### PROBLEM DETAILS
Show the lines below where "console" occurs.

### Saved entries
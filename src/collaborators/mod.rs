//! External-collaborator interfaces (section 1).
//!
//! Everything named here (ACPI synthesis, a debug shell, the 16550 UART
//! backend, vUART/vRTC/vPCI config emulation, the AP boot trampoline, the
//! E820 builder, guest image loaders, the CLI/config parser) sits outside
//! this crate's scope; the core only depends on the trait a platform
//! integration implements. Shaped like the teacher's `MmioDevice` trait
//! (`devices/mod.rs`): a narrow read/write-style contract, not a framework.
//! Each trait ships one minimal stub implementation, just enough to drive
//! and test the core — never a fully-realized subsystem.

use crate::config::{OsConfig, VmConfig};
use crate::vm::E820Entry;

/// 8250/16550-compatible byte sink a vUART collaborator writes through.
pub trait UartBackend {
    fn write_byte(&mut self, byte: u8);
    fn read_byte(&mut self) -> Option<u8>;
}

/// Discards writes, never has input. Used where no console is wired up.
pub struct NullUartBackend;

impl UartBackend for NullUartBackend {
    fn write_byte(&mut self, _byte: u8) {}
    fn read_byte(&mut self) -> Option<u8> {
        None
    }
}

/// ACPI table synthesis (MADT/DSDT/FACP) for a guest's boot firmware.
pub trait AcpiSynthesizer {
    /// Write the tables for `vm_id` into `out`, returning the byte count.
    fn build_tables(&self, vm_id: usize, out: &mut [u8]) -> usize;
}

/// Interactive debug shell bound to a management console.
pub trait DebugShell {
    fn poll_line(&mut self) -> Option<&str>;
    fn write_line(&mut self, line: &str);
}

/// Guest memory layout source the E820 builder consults (RAM regions, MMIO
/// holes, reserved ranges) before `create_vm` maps them into EPT.
pub trait E820Builder {
    /// Fill `out` with this VM's memory map, returning the entry count.
    fn build(&self, vm_id: usize, out: &mut [Option<E820Entry>]) -> usize;
}

/// Loads a guest's kernel/firmware image into guest RAM ahead of
/// `prepare_vm`'s first `launch`.
pub trait GuestImageLoader {
    fn load(&self, os: &OsConfig, guest_ram: &mut [u8]) -> Result<(), &'static str>;
}

/// Real-mode AP bring-up code run between a STARTUP IPI and the first
/// VM-entry (16-bit trampoline, GDT/IDT setup, jump to protected mode).
pub trait BootTrampoline {
    /// Physical address the trampoline's entry point is assembled at.
    fn entry_point(&self) -> u64;
}

/// Parses a deployment's textual configuration (CLI flags or a config
/// file) into the typed `VmConfig` the const `VM_CONFIGS` table otherwise
/// ships as a compiled-in default.
pub trait ConfigParser {
    fn parse(&self, text: &str) -> Result<VmConfig, &'static str>;
}

#[cfg(test)]
mod tests {
    use super::*;

    #[test]
    fn null_uart_backend_drops_everything() {
        let mut uart = NullUartBackend;
        uart.write_byte(b'x');
        assert_eq!(uart.read_byte(), None);
    }
}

### REPLY TO THE EXERCISE
/// Discards writes, never has input. Used where no console is wired up.
/// Interactive debug shell bound to a management console.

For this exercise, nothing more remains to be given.